● TASK OBJECTIVE: For the data that follows, state how many lines hold the string "built", giving the number by itself.

********

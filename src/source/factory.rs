//! Source factory
//!
//! Dispatches source creation to an ordered list of [`SourceStrategy`]
//! values, either from typed [`SourceArgs`] or from a declarative source
//! description read out of a configuration tree.

use super::args::{SourceArgs, DIR, ENV, FILE, OBSERVABLE_FILE, OBSERVABLE_REMOTE, REMOTE};
use super::{
    DirSource, EnvSource, FileSource, ObservableFileSource, ObservableRemoteSource, RemoteSource,
    Source,
};
use crate::config::Settings;
use crate::decoder::DecoderFactory;
use crate::domain::{Partial, Result, StrataError, Value};
use async_trait::async_trait;
use reqwest::{Client, ClientBuilder};
use std::sync::Arc;

/// Collaborators shared by the built-in strategies
pub struct SourceContext {
    /// Decoders used by file, directory and remote sources
    pub decoders: Arc<DecoderFactory>,
    /// HTTP client used by remote sources
    pub client: Client,
    /// Format defaults and path separator
    pub settings: Settings,
}

impl SourceContext {
    /// Context with the default decoders and an HTTP client honouring
    /// `remote_timeout_secs`
    ///
    /// # Errors
    ///
    /// Returns an error if the HTTP client cannot be built
    pub fn new(settings: &Settings) -> Result<Self> {
        let client = ClientBuilder::new()
            .timeout(settings.remote_timeout())
            .build()
            .map_err(|e| StrataError::Http(format!("failed to build HTTP client: {e}")))?;

        Ok(Self::with_parts(
            settings.clone(),
            Arc::new(DecoderFactory::default()),
            client,
        ))
    }

    /// Context from explicit collaborators
    pub fn with_parts(settings: Settings, decoders: Arc<DecoderFactory>, client: Client) -> Self {
        Self {
            decoders,
            client,
            settings,
        }
    }

    fn separator(&self) -> &str {
        &self.settings.path_separator
    }
}
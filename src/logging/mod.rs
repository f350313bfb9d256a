//! Logging
//!
//! Structured logging built on `tracing`: a console layer, plus an optional
//! JSON file layer with rotation.
//!
//! # Example
//!
//! ```no_run
//! use strata::config::LoggingConfig;
//! use strata::logging::init_logging;
//!
//! let config = LoggingConfig::default();
//! let _guard = init_logging("info", &config).expect("Failed to initialize logging");
//!
//! tracing::info!(source_id = "defaults", "Source added");
//! ```

pub mod structured;

pub use structured::{init_logging, parse_log_level, LoggingGuard};

/// Log an error with context
///
/// # Example
///
/// ```no_run
/// use strata::log_error_with_context;
/// use strata::domain::StrataError;
///
/// let error = StrataError::SourceNotFound("overrides".to_string());
/// log_error_with_context!(&error, "Failed to remove source");
/// ```
#[macro_export]
macro_rules! log_error_with_context {
    ($error:expr, $context:expr) => {
        tracing::error!(
            error = %$error,
            context = $context,
            "Error occurred"
        );
    };
}
//! End-to-end tests: sources built by the factory, merged by the manager

use std::fs;
use std::sync::atomic::{AtomicUsize, Ordering};
use std::sync::Arc;
use strata::config::{LoaderSettings, Settings};
use strata::domain::{Lookup, Value};
use strata::manager::{Loader, Manager, LOADER_SOURCE_ID};
use strata::source::{SourceArgs, SourceFactory};
use tempfile::TempDir;

fn setup() -> (Manager, SourceFactory) {
    let settings = Settings::default();
    (
        Manager::new(&settings).unwrap(),
        SourceFactory::from_settings(&settings).unwrap(),
    )
}

#[tokio::test]
async fn test_three_sources_merge_by_priority() {
    let dir = TempDir::new().unwrap();
    let base = dir.path().join("base.yaml");
    fs::write(
        &base,
        "server:\n  host: localhost\n  port: 80\nfeatures:\n  - a\n",
    )
    .unwrap();

    let conf_d = dir.path().join("conf.d");
    fs::create_dir(&conf_d).unwrap();
    fs::write(conf_d.join("10-port.yaml"), "server:\n  port: 8080\n").unwrap();
    fs::write(conf_d.join("20-tls.yaml"), "server:\n  tls: true\n").unwrap();

    std::env::set_var("STRATA_IT_SERVER_HOST", "0.0.0.0");

    let (manager, factory) = setup();

    // Registered out of priority order on purpose
    manager
        .add_source(
            "env",
            20,
            factory
                .create(SourceArgs::Env {
                    mappings: vec![("STRATA_IT_SERVER_HOST".to_string(), "server.host".to_string())],
                })
                .await
                .unwrap(),
        )
        .unwrap();
    manager
        .add_source(
            "base",
            0,
            factory
                .create(SourceArgs::File {
                    path: base.clone(),
                    format: "yaml".to_string(),
                })
                .await
                .unwrap(),
        )
        .unwrap();
    manager
        .add_source(
            "conf.d",
            10,
            factory
                .create(SourceArgs::Dir {
                    path: conf_d.clone(),
                    format: "yaml".to_string(),
                    recursive: false,
                })
                .await
                .unwrap(),
        )
        .unwrap();

    assert_eq!(manager.source_ids(), vec!["base", "conf.d", "env"]);
    assert_eq!(manager.string("server.host").unwrap(), "0.0.0.0");
    assert_eq!(manager.int("server.port").unwrap(), 8080);
    assert!(manager.bool("server.tls").unwrap());
    assert_eq!(manager.list("features").unwrap(), vec![Value::from("a")]);
    assert_eq!(manager.int_or("server.workers", 4).unwrap(), 4);

    std::env::remove_var("STRATA_IT_SERVER_HOST");
}

#[tokio::test]
async fn test_observable_file_drives_observer() {
    let dir = TempDir::new().unwrap();
    let path = dir.path().join("live.json");
    fs::write(&path, r#"{"log": {"level": "info"}, "other": 1}"#).unwrap();

    let (manager, factory) = setup();
    manager
        .add_source(
            "live",
            0,
            factory
                .create(SourceArgs::ObservableFile {
                    path: path.clone(),
                    format: "json".to_string(),
                })
                .await
                .unwrap(),
        )
        .unwrap();

    let calls = Arc::new(AtomicUsize::new(0));
    let counter = Arc::clone(&calls);
    manager
        .add_observer("log.level", move |old, new| {
            assert_eq!(old, &Value::from("info"));
            assert_eq!(new, &Value::from("debug"));
            counter.fetch_add(1, Ordering::SeqCst);
        })
        .unwrap();

    // Nothing changed on disk
    assert!(!manager.reload().await);

    // Only an unrelated key changed
    fs::write(&path, r#"{"log": {"level": "info"}, "other": 2}"#).unwrap();
    assert!(manager.reload().await);
    assert_eq!(calls.load(Ordering::SeqCst), 0);

    fs::write(&path, r#"{"log": {"level": "debug"}, "other": 2}"#).unwrap();
    assert!(manager.reload().await);
    assert!(!manager.reload().await);
    assert_eq!(calls.load(Ordering::SeqCst), 1);
    assert_eq!(manager.string("log.level").unwrap(), "debug");
}

#[tokio::test]
async fn test_remote_timestamp_never_regresses() {
    let mut server = mockito::Server::new_async().await;
    let first = server
        .mock("GET", "/config")
        .with_status(200)
        .with_header("content-type", "application/json")
        .with_body(r#"{"meta": {"at": "2024-01-02T00:00:00Z"}, "data": {"v": 2}}"#)
        .create_async()
        .await;

    let (manager, factory) = setup();
    let description = strata::domain::Partial::from_document(Value::from(serde_json::json!({
        "type": "observable-remote",
        "uri": format!("{}/config", server.url()),
        "configPath": "data",
        "timestampPath": "meta.at",
    })))
    .unwrap();
    manager
        .add_source("remote", 0, factory.create_from_config(&description).await.unwrap())
        .unwrap();
    assert_eq!(manager.int("v").unwrap(), 2);
    first.remove_async().await;

    // An older response is ignored
    let stale = server
        .mock("GET", "/config")
        .with_status(200)
        .with_body(r#"{"meta": {"at": "2024-01-01T00:00:00Z"}, "data": {"v": 1}}"#)
        .create_async()
        .await;
    assert!(!manager.reload().await);
    assert_eq!(manager.int("v").unwrap(), 2);
    stale.remove_async().await;

    // A newer one is accepted
    let _fresh = server
        .mock("GET", "/config")
        .with_status(200)
        .with_body(r#"{"meta": {"at": "2024-01-03T00:00:00Z"}, "data": {"v": 3}}"#)
        .create_async()
        .await;
    assert!(manager.reload().await);
    assert_eq!(manager.int("v").unwrap(), 3);
}

#[tokio::test]
async fn test_remote_failure_keeps_last_tree() {
    let mut server = mockito::Server::new_async().await;
    let ok = server
        .mock("GET", "/config")
        .with_status(200)
        .with_body(r#"{"at": "2024-01-02T00:00:00Z", "v": 1}"#)
        .create_async()
        .await;

    let (manager, factory) = setup();
    let source = factory
        .create(SourceArgs::ObservableRemote {
            uri: format!("{}/config", server.url()),
            format: "json".to_string(),
            config_path: String::new(),
            timestamp_path: "at".to_string(),
        })
        .await
        .unwrap();
    manager.add_source("remote", 0, source).unwrap();
    ok.remove_async().await;

    let _down = server
        .mock("GET", "/config")
        .with_status(500)
        .create_async()
        .await;
    assert!(!manager.reload().await);
    assert_eq!(manager.int("v").unwrap(), 1);
}

#[tokio::test]
async fn test_duplicate_id_keeps_first_source() {
    let (manager, factory) = setup();
    std::env::set_var("STRATA_IT_DUPLICATE", "first");
    let first = factory
        .create(SourceArgs::Env {
            mappings: vec![("STRATA_IT_DUPLICATE".to_string(), "who".to_string())],
        })
        .await
        .unwrap();
    std::env::set_var("STRATA_IT_DUPLICATE", "second");
    let second = factory
        .create(SourceArgs::Env {
            mappings: vec![("STRATA_IT_DUPLICATE".to_string(), "who".to_string())],
        })
        .await
        .unwrap();

    manager.add_source("dup", 0, first).unwrap();
    assert!(manager.add_source("dup", 10, second).is_err());
    assert_eq!(manager.source_ids(), vec!["dup"]);
    assert_eq!(manager.string("who").unwrap(), "first");
    std::env::remove_var("STRATA_IT_DUPLICATE");
}

#[tokio::test]
async fn test_loader_bootstraps_remote_and_file_sources() {
    let mut server = mockito::Server::new_async().await;
    let _mock = server
        .mock("GET", "/settings")
        .with_status(200)
        .with_body("service:\n  replicas: 3\n")
        .create_async()
        .await;

    let dir = TempDir::new().unwrap();
    let defaults = dir.path().join("defaults.yaml");
    fs::write(&defaults, "service:\n  replicas: 1\n  name: api\n").unwrap();

    let bootstrap = dir.path().join("bootstrap.yaml");
    fs::write(
        &bootstrap,
        format!(
            "configs:\n  - type: file\n    path: {}\n  - id: remote\n    type: remote\n    format: yaml\n    uri: {}/settings\n",
            defaults.display(),
            server.url()
        ),
    )
    .unwrap();

    let settings = Settings {
        loader: LoaderSettings {
            source_path: bootstrap.to_string_lossy().to_string(),
            ..LoaderSettings::default()
        },
        ..Settings::default()
    };
    let manager = Arc::new(Manager::new(&settings).unwrap());
    let factory = Arc::new(SourceFactory::from_settings(&settings).unwrap());
    let loader = Loader::new(Arc::clone(&manager), factory, settings.loader.clone());
    loader.load().await.unwrap();

    assert_eq!(
        manager.source_ids(),
        vec![LOADER_SOURCE_ID, "configs[0]", "remote"]
    );
    assert_eq!(manager.int("service.replicas").unwrap(), 3);
    assert_eq!(manager.string("service.name").unwrap(), "api");

    manager.close().unwrap();
}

********

● EXERCISE ANSWER: 4